Tribunal Administratif de Rouen — Décision N° TA76-2402040

vendredi 18 octobre 2024

JuridictionTribunal Administratif de Rouen
SectionTribunal Administratif de Rouen
N° DossierTA76-2402040
TypeDécision
RecoursExcès de pouvoir
PublicationC
Formation4 ème Chambre

Résumé IA

Le Tribunal Administratif de Rouen a rejeté la requête de M. C A, ressortissant mexicain, qui contestait l'arrêté préfectoral du 29 avril 2024 refusant son titre de séjour, l'obligeant à quitter le territoire et fixant le pays de renvoi. Le tribunal a écarté le moyen d'incompétence du signataire, la délégation de signature au sous-préfet du Havre étant régulièrement publiée.

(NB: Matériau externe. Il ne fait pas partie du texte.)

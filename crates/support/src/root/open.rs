use afisha_shared::Actor;
use serde::Deserialize;
use sqlx::types::Text;
use time::OffsetDateTime;
use ulid::Ulid;
use validator::Validate;

use crate::{Status, SupportTicketRow, repository};

#[derive(Debug, Deserialize, Validate)]
pub struct OpenTicketInput {
    #[validate(length(min = 3, max = 255))]
    pub subject: String,
    #[validate(length(min = 10, max = 5000))]
    pub message: String,
}

impl super::Command {
    pub async fn open(
        &self,
        actor: &Actor,
        input: OpenTicketInput,
    ) -> afisha_shared::Result<SupportTicketRow> {
        input.validate()?;

        let now = OffsetDateTime::now_utc().unix_timestamp();
        let row = SupportTicketRow {
            id: Ulid::new().to_string(),
            user_id: actor.id.to_owned(),
            subject: input.subject,
            message: input.message,
            status: Text(Status::Open),
            admin_reply: None,
            created_at: now,
            updated_at: now,
        };

        repository::insert(&self.write_db, &row).await?;

        Ok(row)
    }
}
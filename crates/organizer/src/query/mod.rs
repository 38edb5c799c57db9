use afisha_db::table::OrganizerRequest;
use sea_query::{Expr, ExprTrait, Order, Query as SeaQuery, SqliteQueryBuilder};
use sea_query_sqlx::SqlxBinder;

use crate::{OrganizerRequestRow, Status, repository::REQUEST_COLUMNS};

#[derive(Clone)]
pub struct Query(pub sqlx::SqlitePool);

impl Query {
    /// Requests filed by one user, newest first.
    pub async fn mine(&self, user_id: &str) -> anyhow::Result<Vec<OrganizerRequestRow>> {
        let statement = SeaQuery::select()
            .columns(REQUEST_COLUMNS)
            .from(OrganizerRequest::Table)
            .and_where(Expr::col(OrganizerRequest::UserId).eq(user_id))
            .order_by(OrganizerRequest::CreatedAt, Order::Desc)
            .to_owned();

        let (sql, values) = statement.build_sqlx(SqliteQueryBuilder);

        Ok(
            sqlx::query_as_with::<_, OrganizerRequestRow, _>(&sql, values)
                .fetch_all(&self.0)
                .await?,
        )
    }

    pub async fn admin_list(
        &self,
        status: Option<Status>,
        limit: u64,
        offset: u64,
    ) -> anyhow::Result<Vec<OrganizerRequestRow>> {
        let mut statement = SeaQuery::select()
            .columns(REQUEST_COLUMNS)
            .from(OrganizerRequest::Table)
            .to_owned();

        if let Some(status) = status {
            statement.and_where(Expr::col(OrganizerRequest::Status).eq(status.to_string()));
        }

        statement.order_by(OrganizerRequest::CreatedAt, Order::Desc);

        if limit > 0 {
            statement.limit(limit);
        }

        if offset > 0 {
            statement.offset(offset);
        }

        let (sql, values) = statement.build_sqlx(SqliteQueryBuilder);

        Ok(
            sqlx::query_as_with::<_, OrganizerRequestRow, _>(&sql, values)
                .fetch_all(&self.0)
                .await?,
        )
    }
}
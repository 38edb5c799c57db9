use std::str::FromStr;

use afisha_db::table::Rsvp;
use sea_query::{Expr, ExprTrait, Order, Query, SqliteQueryBuilder};
use sea_query_sqlx::SqlxBinder;
use serde::Serialize;

use crate::{RsvpRow, RsvpStatus};

const RSVP_COLUMNS: [Rsvp; 6] = [
    Rsvp::Id,
    Rsvp::UserId,
    Rsvp::EventId,
    Rsvp::Status,
    Rsvp::CreatedAt,
    Rsvp::UpdatedAt,
];

#[derive(Debug, Default, Serialize)]
pub struct RsvpStats {
    pub going: i64,
    pub interested: i64,
    pub canceled: i64,
}

impl super::Query {
    pub async fn rsvp_stats(&self, event_id: &str) -> anyhow::Result<RsvpStats> {
        let statement = Query::select()
            .column(Rsvp::Status)
            .expr(Expr::col(Rsvp::Id).count())
            .from(Rsvp::Table)
            .and_where(Expr::col(Rsvp::EventId).eq(event_id))
            .group_by_col(Rsvp::Status)
            .to_owned();

        let (sql, values) = statement.build_sqlx(SqliteQueryBuilder);
        let rows = sqlx::query_as_with::<_, (String, i64), _>(&sql, values)
            .fetch_all(&self.0)
            .await?;

        let mut stats = RsvpStats::default();
        for (status, count) in rows {
            match RsvpStatus::from_str(&status) {
                Ok(RsvpStatus::Going) => stats.going = count,
                Ok(RsvpStatus::Interested) => stats.interested = count,
                Ok(RsvpStatus::Canceled) => stats.canceled = count,
                Err(_) => {}
            }
        }

        Ok(stats)
    }

    pub async fn my_rsvp(
        &self,
        user_id: &str,
        event_id: &str,
    ) -> anyhow::Result<Option<RsvpRow>> {
        let statement = Query::select()
            .columns(RSVP_COLUMNS)
            .from(Rsvp::Table)
            .and_where(Expr::col(Rsvp::UserId).eq(user_id))
            .and_where(Expr::col(Rsvp::EventId).eq(event_id))
            .limit(1)
            .to_owned();

        let (sql, values) = statement.build_sqlx(SqliteQueryBuilder);

        Ok(sqlx::query_as_with::<_, RsvpRow, _>(&sql, values)
            .fetch_optional(&self.0)
            .await?)
    }

    /// All RSVPs of one event, newest first. The ownership predicate is
    /// applied by the route before calling this.
    pub async fn rsvps_for_event(&self, event_id: &str) -> anyhow::Result<Vec<RsvpRow>> {
        let statement = Query::select()
            .columns(RSVP_COLUMNS)
            .from(Rsvp::Table)
            .and_where(Expr::col(Rsvp::EventId).eq(event_id))
            .order_by(Rsvp::CreatedAt, Order::Desc)
            .to_owned();

        let (sql, values) = statement.build_sqlx(SqliteQueryBuilder);

        Ok(sqlx::query_as_with::<_, RsvpRow, _>(&sql, values)
            .fetch_all(&self.0)
            .await?)
    }

    pub async fn my_rsvps(&self, user_id: &str) -> anyhow::Result<Vec<RsvpRow>> {
        let statement = Query::select()
            .columns(RSVP_COLUMNS)
            .from(Rsvp::Table)
            .and_where(Expr::col(Rsvp::UserId).eq(user_id))
            .order_by(Rsvp::CreatedAt, Order::Desc)
            .to_owned();

        let (sql, values) = statement.build_sqlx(SqliteQueryBuilder);

        Ok(sqlx::query_as_with::<_, RsvpRow, _>(&sql, values)
            .fetch_all(&self.0)
            .await?)
    }
}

Il a également jugé que le requérant n'apportait pas de précisions suffisantes sur les faits matériellement inexacts allégués. Enfin, le tribunal a considéré que la demande de titre de séjour sur le fondement de l'article L. 421-1 du CESEDA était incompatible avec l'accord franco-mexicain "vacances-travail", qui limite l'activité rémunérée à un accès accessoire aux vacances.

Texte intégral

Vu la procédure suivante :

Par une requête enregistrée le 24 mai 2024, M. E C A, représenté par Me Seyrek, demande au tribunal :

1°) d'annuler, pour excès de pouvoir, l'arrêté du 29 avril 2024 par lequel le préfet de la Seine-Maritime a rejeté sa demande de titre de séjour, lui a fait obligation de quitter le territoire français dans un délai de trente jours et a fixé le pays de renvoi de cette mesure d'éloignement ;

2°) d'enjoindre au préfet de la Seine-Maritime de lui délivrer un titre de séjour dans un délai d'un mois à compter de la notification du jugement, sous astreinte de 100 euros par jour de retard ;

3°) de mettre à la charge de l'Etat une somme de 2 000 euros au titre de l'article L. 761-1 du code de justice administrative.

Il soutient que :

La décision portant refus de titre de séjour :

- a été signée par une personne ne disposant pas d'une délégation de signature régulièrement publiée ;

- est fondée sur des faits matériellement inexacts ;

- méconnaît les dispositions de l'article L. 421-1 du code de l'entrée et du séjour des étrangers et du droit d'asile ;

- méconnaît les dispositions de l'article L. 423-23 du code de l'entrée et du séjour des étrangers et du droit d'asile ;

- méconnaît les dispositions de l'article L. 435-1 du code de l'entrée et du séjour des étrangers et du droit d'asile ;

- méconnaît les stipulations de l'article 8 de la convention européenne de sauvegarde des droits de l'homme et des libertés fondamentales ;

- est entachée d'une erreur manifeste d'appréciation.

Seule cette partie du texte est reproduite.